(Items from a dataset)
☆ ☆ ☆

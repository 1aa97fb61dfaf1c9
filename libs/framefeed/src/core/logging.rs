// Copyright (c) 2025 Jonathan Fontanez
// SPDX-License-Identifier: BUSL-1.1

//! Subscriber setup for hosts that do not install their own.
//!
//! Library code only emits `tracing` events. Applications embedding a
//! session normally install a subscriber themselves; this helper exists for
//! small hosts, tests and benches.

use tracing_subscriber::EnvFilter;

/// Environment variable consulted for the filter, e.g. `framefeed=trace`.
pub const LOG_ENV_VAR: &str = "FRAMEFEED_LOG";

/// Installs a formatting subscriber filtered by [`LOG_ENV_VAR`], falling back
/// to `default_directive` when unset or unparseable. Events are written to
/// stderr.
///
/// Returns `false` if a global subscriber was already installed.
pub fn init_logging(default_directive: &str) -> bool {
    let filter = EnvFilter::try_from_env(LOG_ENV_VAR)
        .unwrap_or_else(|_| EnvFilter::new(default_directive));

    tracing_subscriber::fmt()
        .with_env_filter(filter)
        .with_writer(std::io::stderr)
        .try_init()
        .is_ok()
}
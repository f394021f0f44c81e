//! # CampaignIQ Library
//!
//! OAuth connection lifecycle for ad platforms, metrics ingestion and the
//! aggregation engine behind the CampaignIQ dashboard API.

pub mod adapters;
pub mod aggregation;
pub mod auth;
pub mod config;
pub mod crypto;
pub mod date_range;
pub mod db;
pub mod demo;
pub mod error;
pub mod handlers;
pub mod models;
pub mod oauth;
pub mod pkce;
pub mod platform;
pub mod repositories;
pub mod server;
pub mod sync;
pub mod telemetry;
pub mod token_refresh;
pub use migration;
//! # Metrics Handlers
//!
//! Read-only analytics views over stored campaign metrics, plus the endpoint
//! that kicks off ingestion from the connected platforms.

use axum::{
    body::Bytes,
    extract::State,
    response::Json,
};
use chrono::{NaiveDate, Utc};
use serde::Deserialize;
use utoipa::ToSchema;

use crate::aggregation::{
    MetricInsight, MetricSummary, PerformanceTimeseriesPoint, PlatformPerformance,
    SpendDistribution, TopCampaign,
};
use crate::auth::CurrentUser;
use crate::date_range::{DEFAULT_WINDOW_DAYS, DateRange};
use crate::error::{ApiError, AppError};
use crate::handlers::types::{ApiQuery, MetricsQuery, SuccessResponse};
use crate::platform::Platform;
use crate::server::AppState;

fn today() -> NaiveDate {
    Utc::now().date_naive()
}

/// Totals and period-over-period changes
#[utoipa::path(
    get,
    path = "/api/metrics/summary",
    security(("session" = [])),
    params(MetricsQuery),
    responses(
        (status = 200, description = "Metrics summary", body = MetricSummary),
        (status = 400, description = "Invalid query", body = ApiError),
        (status = 401, description = "Unauthorized", body = ApiError)
    ),
    tag = "metrics"
)]
pub async fn summary(
    State(state): State<AppState>,
    CurrentUser(user_id): CurrentUser,
    ApiQuery(query): ApiQuery<MetricsQuery>,
) -> Result<Json<MetricSummary>, ApiError> {
    let range = query.range(today())?;
    let summary = state
        .aggregation
        .get_metrics_summary(user_id, range, query.platform()?)
        .await?;
    Ok(Json(summary))
}

/// Per-platform performance, including connected platforms without data
#[utoipa::path(
    get,
    path = "/api/metrics/platforms",
    security(("session" = [])),
    params(MetricsQuery),
    responses(
        (status = 200, description = "Performance per platform", body = [PlatformPerformance]),
        (status = 400, description = "Invalid query", body = ApiError),
        (status = 401, description = "Unauthorized", body = ApiError)
    ),
    tag = "metrics"
)]
pub async fn platforms(
    State(state): State<AppState>,
    CurrentUser(user_id): CurrentUser,
    ApiQuery(query): ApiQuery<MetricsQuery>,
) -> Result<Json<Vec<PlatformPerformance>>, ApiError> {
    let range = query.range(today())?;
    Ok(Json(
        state
            .aggregation
            .get_platform_performance(user_id, range)
            .await?,
    ))
}

#[utoipa::path(
    get,
    path = "/api/metrics/spend-distribution",
    security(("session" = [])),
    params(MetricsQuery),
    responses(
        (status = 200, description = "Share of spend per platform", body = [SpendDistribution]),
        (status = 400, description = "Invalid query", body = ApiError),
        (status = 401, description = "Unauthorized", body = ApiError)
    ),
    tag = "metrics"
)]
pub async fn spend_distribution(
    State(state): State<AppState>,
    CurrentUser(user_id): CurrentUser,
    ApiQuery(query): ApiQuery<MetricsQuery>,
) -> Result<Json<Vec<SpendDistribution>>, ApiError> {
    let range = query.range(today())?;
    Ok(Json(
        state
            .aggregation
            .get_spend_distribution(user_id, range)
            .await?,
    ))
}

#[utoipa::path(
    get,
    path = "/api/metrics/top-campaigns",
    security(("session" = [])),
    params(MetricsQuery),
    responses(
        (status = 200, description = "Campaigns ranked by ROAS", body = [TopCampaign]),
        (status = 400, description = "Invalid query", body = ApiError),
        (status = 401, description = "Unauthorized", body = ApiError)
    ),
    tag = "metrics"
)]
pub async fn top_campaigns(
    State(state): State<AppState>,
    CurrentUser(user_id): CurrentUser,
    ApiQuery(query): ApiQuery<MetricsQuery>,
) -> Result<Json<Vec<TopCampaign>>, ApiError> {
    let range = query.range(today())?;
    let campaigns = state
        .aggregation
        .get_top_campaigns(user_id, range, query.limit()?, query.platform()?)
        .await?;
    Ok(Json(campaigns))
}

/// One point per day for the requested metric
#[utoipa::path(
    get,
    path = "/api/metrics/performance",
    security(("session" = [])),
    params(MetricsQuery),
    responses(
        (status = 200, description = "Daily timeseries", body = [PerformanceTimeseriesPoint]),
        (status = 400, description = "Invalid query", body = ApiError),
        (status = 401, description = "Unauthorized", body = ApiError)
    ),
    tag = "metrics"
)]
pub async fn performance(
    State(state): State<AppState>,
    CurrentUser(user_id): CurrentUser,
    ApiQuery(query): ApiQuery<MetricsQuery>,
) -> Result<Json<Vec<PerformanceTimeseriesPoint>>, ApiError> {
    let range = query.range(today())?;
    let points = state
        .aggregation
        .get_performance_timeseries(user_id, range, query.metric()?, query.platform()?)
        .await?;
    Ok(Json(points))
}

#[utoipa::path(
    get,
    path = "/api/metrics/insights",
    security(("session" = [])),
    responses(
        (status = 200, description = "Newest insights first", body = [MetricInsight]),
        (status = 401, description = "Unauthorized", body = ApiError)
    ),
    tag = "metrics"
)]
pub async fn insights(
    State(state): State<AppState>,
    CurrentUser(user_id): CurrentUser,
) -> Result<Json<Vec<MetricInsight>>, ApiError> {
    Ok(Json(
        state
            .aggregation
            .get_metric_insights(user_id, today())
            .await?,
    ))
}

/// Optional body of `POST /metrics/fetch`
#[derive(Debug, Default, Deserialize, ToSchema)]
pub struct FetchRequest {
    /// Only sync this platform
    pub platform: Option<String>,
}

/// Start syncing the last 30 days from the connected platforms
///
/// Returns immediately; the sync runs in the background.
#[utoipa::path(
    post,
    path = "/api/metrics/fetch",
    security(("session" = [])),
    request_body(content = FetchRequest, description = "May be omitted", content_type = "application/json"),
    responses(
        (status = 200, description = "Fetch started", body = SuccessResponse),
        (status = 400, description = "Invalid platform", body = ApiError),
        (status = 401, description = "Unauthorized", body = ApiError)
    ),
    tag = "metrics"
)]
pub async fn fetch(
    State(state): State<AppState>,
    CurrentUser(user_id): CurrentUser,
    body: Bytes,
) -> Result<Json<SuccessResponse>, ApiError> {
    let request: FetchRequest = if body.iter().all(u8::is_ascii_whitespace) {
        FetchRequest::default()
    } else {
        serde_json::from_slice(&body)
            .map_err(|e| AppError::validation("body", format!("invalid JSON: {e}")))?
    };
    let platform = request
        .platform
        .as_deref()
        .filter(|p| !p.is_empty())
        .map(str::parse::<Platform>)
        .transpose()?;

    let range = DateRange::last_days(today(), DEFAULT_WINDOW_DAYS);
    let sync = state.sync.clone();
    tokio::spawn(async move {
        match sync.sync_user(user_id, platform, range).await {
            Ok(outcomes) => {
                let failed = outcomes.iter().filter(|o| !o.is_success()).count();
                tracing::info!(%user_id, platforms = outcomes.len(), failed, "Metrics fetch finished");
            }
            Err(error) => {
                tracing::error!(%user_id, error = %error, "Metrics fetch failed");
            }
        }
    });

    Ok(Json(SuccessResponse::with_message("Data fetch initiated")))
}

☆ ☆ ☆

**WHAT THE TASK REQUIRES**
Read the entries and show each line that mentions "SpendDistribution".

**TASK OUTPUT**
    SpendDistribution, TopCampaign,
        (status = 200, description = "Share of spend per platform", body = [SpendDistribution]),
) -> Result<Json<Vec<SpendDistribution>>, ApiError> {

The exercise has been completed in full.